The interview appears not to change Democratic officials' views about Biden one way or the other


President Biden had planned to use his first televised interview following his poor performance to reassure supporters and silence voices within the Democratic Party calling for him to drop out of the debate.

But several Democrats who spoke after the interview aired on ABC News on Friday night indicated it did little to change their stance on whether they think Mr. Biden should stay in the race or drop out.

Some current and former Democratic officials who had called on Mr. Biden to end his re-election campaign said the interview did little or nothing to assuage their concerns. Reliant supporters of the president’s re-election campaign likewise appeared on television networks to once again declare they were with Mr. Biden.

Other Democrats who had raised concerns about the president’s performance but did not call on Mr. Biden to drop out said the interview did not significantly change their views about his candidacy.

The president’s Democratic critics, including those calling for him to step down, said Mr. Biden appeared either clueless or in denial about his reelection chances.

Representative Lloyd Doggett, a Texas Democrat who was the first House Democrat to call on President Biden to drop out of the race, said in an interview on CNN shortly after the ABC broadcast that “the need for him to step down is more urgent tonight than it was when I first called for it on Tuesday.” He said Mr. Biden “doesn’t want his legacy to be that he hands our country over to a dictator.”

Representative Mike Quigley, a Democrat from Illinois, also said Mr Biden should step aside, telling CNN that he found some of what he said in the interview “troubling” and that it was clear “the president of the United States does not have the passion necessary to address the deficit here.”

“He felt that as long as he kept trying his best, that’s what mattered most,” Mr. Quigley said, recalling Mr. Biden’s description of how he would feel if he lost to former President Donald J. Trump. “With the greatest respect: no.”

Some Democratic lawmakers who have consistently supported Mr. Biden said shortly after the interview that they would stick with the president. Senator Chris Coons of Delaware, the Biden campaign chairman, and Representative Robert Garcia of California said they were ready to help the president win re-election in November.

“Democrats are going to have to take heart or take heart — one or the other,” said Sen. John Fetterman of Pennsylvania, who has repeatedly tried to rally Democrats behind the president through expletive-laden social media posts, adding, “Joe Biden is our man.”

South Carolina Representative James Clyburn, a longtime ally of Mr. Biden, said on social media Friday night that “Joe Biden is who our country needs.”

And Representative Nanette Barragán, a California Democrat and the chairwoman of the Congressional Hispanic Caucus who endorsed Mr. Biden, told CNN on Friday that Democrats should not talk about replacing him. Later in the evening, Ms. Barragán continued to defend Mr. Biden.

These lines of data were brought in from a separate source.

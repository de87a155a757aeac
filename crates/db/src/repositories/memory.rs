use std::collections::{BTreeMap, HashMap};
use std::sync::atomic::{AtomicBool, Ordering};

use tokio::sync::RwLock;

use carelink_core::chrono::{DateTime, Utc};
use carelink_core::domain::context::HydratedContext;
use carelink_core::domain::job::{IdempotencyKey, Job, JobId, JobStatus, JobType};
use carelink_core::domain::message::{InboundRecord, OutboundMessage};
use carelink_core::domain::turn::{AgentRunRecord, GuardrailEvent};
use carelink_core::job_queue::JobQueueEngine;
use carelink_core::trace::TraceId;

use super::{
    ContextRepository, JobCounts, JobRepository, MessageRepository, RepositoryError,
    TurnLogRepository,
};

/// Jobs kept in insertion order; the index doubles as the tie-breaker for claims.
#[derive(Default)]
pub struct InMemoryJobRepository {
    jobs: RwLock<Vec<Job>>,
    engine: JobQueueEngine,
}

#[async_trait::async_trait]
impl JobRepository for InMemoryJobRepository {
    async fn insert_if_absent(&self, job: Job) -> Result<Job, RepositoryError> {
        let mut jobs = self.jobs.write().await;
        if let Some(existing) = jobs.iter().find(|stored| stored.idempotency_key == job.idempotency_key)
        {
            return Ok(existing.clone());
        }
        jobs.push(job.clone());
        Ok(job)
    }

    async fn find_by_id(&self, id: &JobId) -> Result<Option<Job>, RepositoryError> {
        let jobs = self.jobs.read().await;
        Ok(jobs.iter().find(|job| &job.id == id).cloned())
    }

    async fn find_by_key(&self, key: &IdempotencyKey) -> Result<Option<Job>, RepositoryError> {
        let jobs = self.jobs.read().await;
        Ok(jobs.iter().find(|job| &job.idempotency_key == key).cloned())
    }

    async fn claim_next(
        &self,
        job_type: Option<JobType>,
        now: DateTime<Utc>,
    ) -> Result<Option<Job>, RepositoryError> {
        let mut jobs = self.jobs.write().await;
        let Some(index) = jobs
            .iter()
            .enumerate()
            .filter(|(_, job)| JobQueueEngine::is_claimable(job, job_type, now))
            .min_by_key(|(index, job)| (job.next_attempt_at, *index))
            .map(|(index, _)| index)
        else {
            return Ok(None);
        };

        let claimed = self
            .engine
            .claim(jobs[index].clone(), now)
            .map_err(|error| RepositoryError::Decode(error.to_string()))?;
        jobs[index] = claimed.clone();
        Ok(Some(claimed))
    }

    async fn update_if_current(
        &self,
        job: &Job,
        expected_status: JobStatus,
        expected_attempts: u32,
    ) -> Result<bool, RepositoryError> {
        let mut jobs = self.jobs.write().await;
        match jobs.iter_mut().find(|stored| stored.id == job.id) {
            Some(stored)
                if stored.status == expected_status && stored.attempts == expected_attempts =>
            {
                *stored = job.clone();
                Ok(true)
            }
            _ => Ok(false),
        }
    }

    async fn list_by_status(
        &self,
        status: JobStatus,
        limit: u32,
    ) -> Result<Vec<Job>, RepositoryError> {
        let jobs = self.jobs.read().await;
        Ok(jobs.iter().filter(|job| job.status == status).take(limit as usize).cloned().collect())
    }

    async fn list_claimed_before(
        &self,
        cutoff: DateTime<Utc>,
    ) -> Result<Vec<Job>, RepositoryError> {
        let jobs = self.jobs.read().await;
        Ok(jobs
            .iter()
            .filter(|job| {
                job.status == JobStatus::Processing
                    && job.claimed_at.is_some_and(|claimed_at| claimed_at < cutoff)
            })
            .cloned()
            .collect())
    }

    async fn counts(&self) -> Result<JobCounts, RepositoryError> {
        let jobs = self.jobs.read().await;
        let mut grouped: BTreeMap<(&'static str, &'static str), (JobStatus, JobType, u64)> =
            BTreeMap::new();
        for job in jobs.iter() {
            grouped
                .entry((job.status.as_str(), job.job_type.as_str()))
                .or_insert((job.status, job.job_type, 0))
                .2 += 1;
        }

        Ok(JobCounts {
            by_status_and_type: grouped.into_values().collect(),
            oldest_pending_created_at: jobs
                .iter()
                .find(|job| job.status == JobStatus::Pending)
                .map(|job| job.created_at),
        })
    }
}

/// Context store with a switch that makes every call fail, for exercising
/// the pipeline's fallback path.
#[derive(Default)]
pub struct InMemoryContextRepository {
    contexts: RwLock<HashMap<String, HydratedContext>>,
    unavailable: AtomicBool,
}

impl InMemoryContextRepository {
    pub fn set_unavailable(&self, unavailable: bool) {
        self.unavailable.store(unavailable, Ordering::SeqCst);
    }

    fn check_available(&self) -> Result<(), RepositoryError> {
        if self.unavailable.load(Ordering::SeqCst) {
            return Err(RepositoryError::Unavailable("context store offline".to_owned()));
        }
        Ok(())
    }
}

#[async_trait::async_trait]
impl ContextRepository for InMemoryContextRepository {
    async fn load(&self, user_id: &str) -> Result<Option<HydratedContext>, RepositoryError> {
        self.check_available()?;
        let contexts = self.contexts.read().await;
        Ok(contexts.get(user_id).cloned())
    }

    async fn save(&self, context: &HydratedContext) -> Result<(), RepositoryError> {
        self.check_available()?;
        let mut contexts = self.contexts.write().await;
        contexts.insert(context.user_id.clone(), context.clone());
        Ok(())
    }
}

#[derive(Default)]
pub struct InMemoryMessageRepository {
    inbound: RwLock<Vec<InboundRecord>>,
    outbound: RwLock<Vec<OutboundMessage>>,
    unavailable: AtomicBool,
}

impl InMemoryMessageRepository {
    pub fn set_unavailable(&self, unavailable: bool) {
        self.unavailable.store(unavailable, Ordering::SeqCst);
    }

    pub async fn inbound(&self) -> Vec<InboundRecord> {
        self.inbound.read().await.clone()
    }

    fn check_available(&self) -> Result<(), RepositoryError> {
        if self.unavailable.load(Ordering::SeqCst) {
            return Err(RepositoryError::Unavailable("message store offline".to_owned()));
        }
        Ok(())
    }
}

#[async_trait::async_trait]
impl MessageRepository for InMemoryMessageRepository {
    async fn save_inbound(&self, record: InboundRecord) -> Result<(), RepositoryError> {
        self.check_available()?;
        self.inbound.write().await.push(record);
        Ok(())
    }

    async fn save_outbound(&self, message: OutboundMessage) -> Result<(), RepositoryError> {
        self.check_available()?;
        self.outbound.write().await.push(message);
        Ok(())
    }

    async fn list_outbound(
        &self,
        trace_id: &TraceId,
    ) -> Result<Vec<OutboundMessage>, RepositoryError> {
        self.check_available()?;
        let outbound = self.outbound.read().await;
        let mut messages: Vec<OutboundMessage> =
            outbound.iter().filter(|message| &message.trace_id == trace_id).cloned().collect();
        messages.sort_by_key(|message| message.sequence);
        Ok(messages)
    }
}

#[derive(Default)]
pub struct InMemoryTurnLogRepository {
    runs: RwLock<Vec<AgentRunRecord>>,
    guardrails: RwLock<Vec<GuardrailEvent>>,
}

#[async_trait::async_trait]
impl TurnLogRepository for InMemoryTurnLogRepository {
    async fn log_agent_run(&self, record: AgentRunRecord) -> Result<(), RepositoryError> {
        self.runs.write().await.push(record);
        Ok(())
    }

    async fn log_guardrail(&self, event: GuardrailEvent) -> Result<(), RepositoryError> {
        self.guardrails.write().await.push(event);
        Ok(())
    }

    async fn list_agent_runs(
        &self,
        user_id: &str,
    ) -> Result<Vec<AgentRunRecord>, RepositoryError> {
        let runs = self.runs.read().await;
        Ok(runs.iter().filter(|run| run.user_id == user_id).cloned().collect())
    }

    async fn list_guardrails(
        &self,
        user_id: &str,
    ) -> Result<Vec<GuardrailEvent>, RepositoryError> {
        let guardrails = self.guardrails.read().await;
        Ok(guardrails.iter().filter(|event| event.user_id == user_id).cloned().collect())
    }
}

#[cfg(test)]
mod tests {
    use carelink_core::chrono::Duration;
    use carelink_core::domain::context::HydratedContext;
    use carelink_core::domain::job::{IdempotencyKey, JobStatus, JobType};
    use carelink_core::job_queue::{now_millis, JobQueueEngine};
    use serde_json::json;

    use super::{InMemoryContextRepository, InMemoryJobRepository};
    use crate::repositories::{ContextRepository, JobRepository, RepositoryError};

    #[tokio::test]
    async fn in_memory_claims_follow_due_time_then_insertion_order() {
        let repo = InMemoryJobRepository::default();
        let engine = JobQueueEngine::new();
        let now = now_millis();

        let mut late = engine.new_job(
            IdempotencyKey::new("late"),
            JobType::OutboundMessage,
            json!({}),
            None,
            now,
        );
        late.next_attempt_at = now - Duration::seconds(1);
        let early = engine.new_job(
            IdempotencyKey::new("early"),
            JobType::OutboundMessage,
            json!({}),
            None,
            now - Duration::seconds(5),
        );
        let tie = engine.new_job(
            IdempotencyKey::new("tie"),
            JobType::OutboundMessage,
            json!({}),
            None,
            now - Duration::seconds(5),
        );
        for job in [late.clone(), early.clone(), tie.clone()] {
            repo.insert_if_absent(job).await.expect("insert");
        }

        let order: Vec<String> = [
            repo.claim_next(None, now).await.expect("claim"),
            repo.claim_next(None, now).await.expect("claim"),
            repo.claim_next(None, now).await.expect("claim"),
        ]
        .into_iter()
        .map(|job| job.expect("job due").idempotency_key.0)
        .collect();

        assert_eq!(order, vec!["early", "tie", "late"]);
        assert!(repo.claim_next(None, now).await.expect("claim").is_none());

        let counts = repo.counts().await.expect("counts");
        assert_eq!(
            counts.by_status_and_type,
            vec![(JobStatus::Processing, JobType::OutboundMessage, 3)]
        );
        assert_eq!(counts.oldest_pending_created_at, None);
    }

    #[tokio::test]
    async fn unavailable_context_store_reports_errors() {
        let repo = InMemoryContextRepository::default();
        repo.save(&HydratedContext::fallback("user-1")).await.expect("save");

        repo.set_unavailable(true);
        let error = repo.load("user-1").await.expect_err("store offline");
        assert!(matches!(error, RepositoryError::Unavailable(_)));

        repo.set_unavailable(false);
        assert!(repo.load("user-1").await.expect("load").is_some());
    }
}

“Everyone seems to be looking for concerns — I don't see them,” she said. “He's quick to respond. He's to the point. He clearly understands the questions and topics and responds accordingly. It's a tough interview, and I think he handled it well.”

Ro Khanna, a California Democrat and Biden's surrogate, said in a statement that he expected more from Mr. Biden to win voters' trust — and “that requires more than one interview.”

“I expect full transparency from the White House on this issue, and a willingness to answer the many legitimate questions the media and voters have about its capabilities,” Mr. Khanna said.

Julian Castro, the former Democratic presidential candidate who had called on Mr Biden to drop out of the election, criticised the president after the interview, telling MSNBC that Mr Biden was “steadfast” in the interview but was “in denial of the decline that people can clearly see.”

Former Representative Tim Ryan of Ohio, who has also said Mr. Biden should step aside, said after the interview, “I don’t think he’s made any changes.”

“I don't think he excited anybody,” Mr. Ryan said on MSNBC. “I think he was somewhat out of touch with reality on the ground.”

“I’m concerned,” he said with a nervous laugh. “I’m concerned, as I think a lot of people are concerned, that he’s not the person capable of doing this job for us.”

Mark Buell, a major donor to Mr. Biden and the Democratic Party who has questioned the president's performance in the debate, said in a text message that “Biden is on a decline that he is trying to stop. If he doesn't succeed, he may soon become a verb.”

Maya C. Miller, Robert Jimmieson And Zolan Kanno-Youngs Contributed reporting from Washington. Simon J. Levien Contributed reporting from Massachusetts.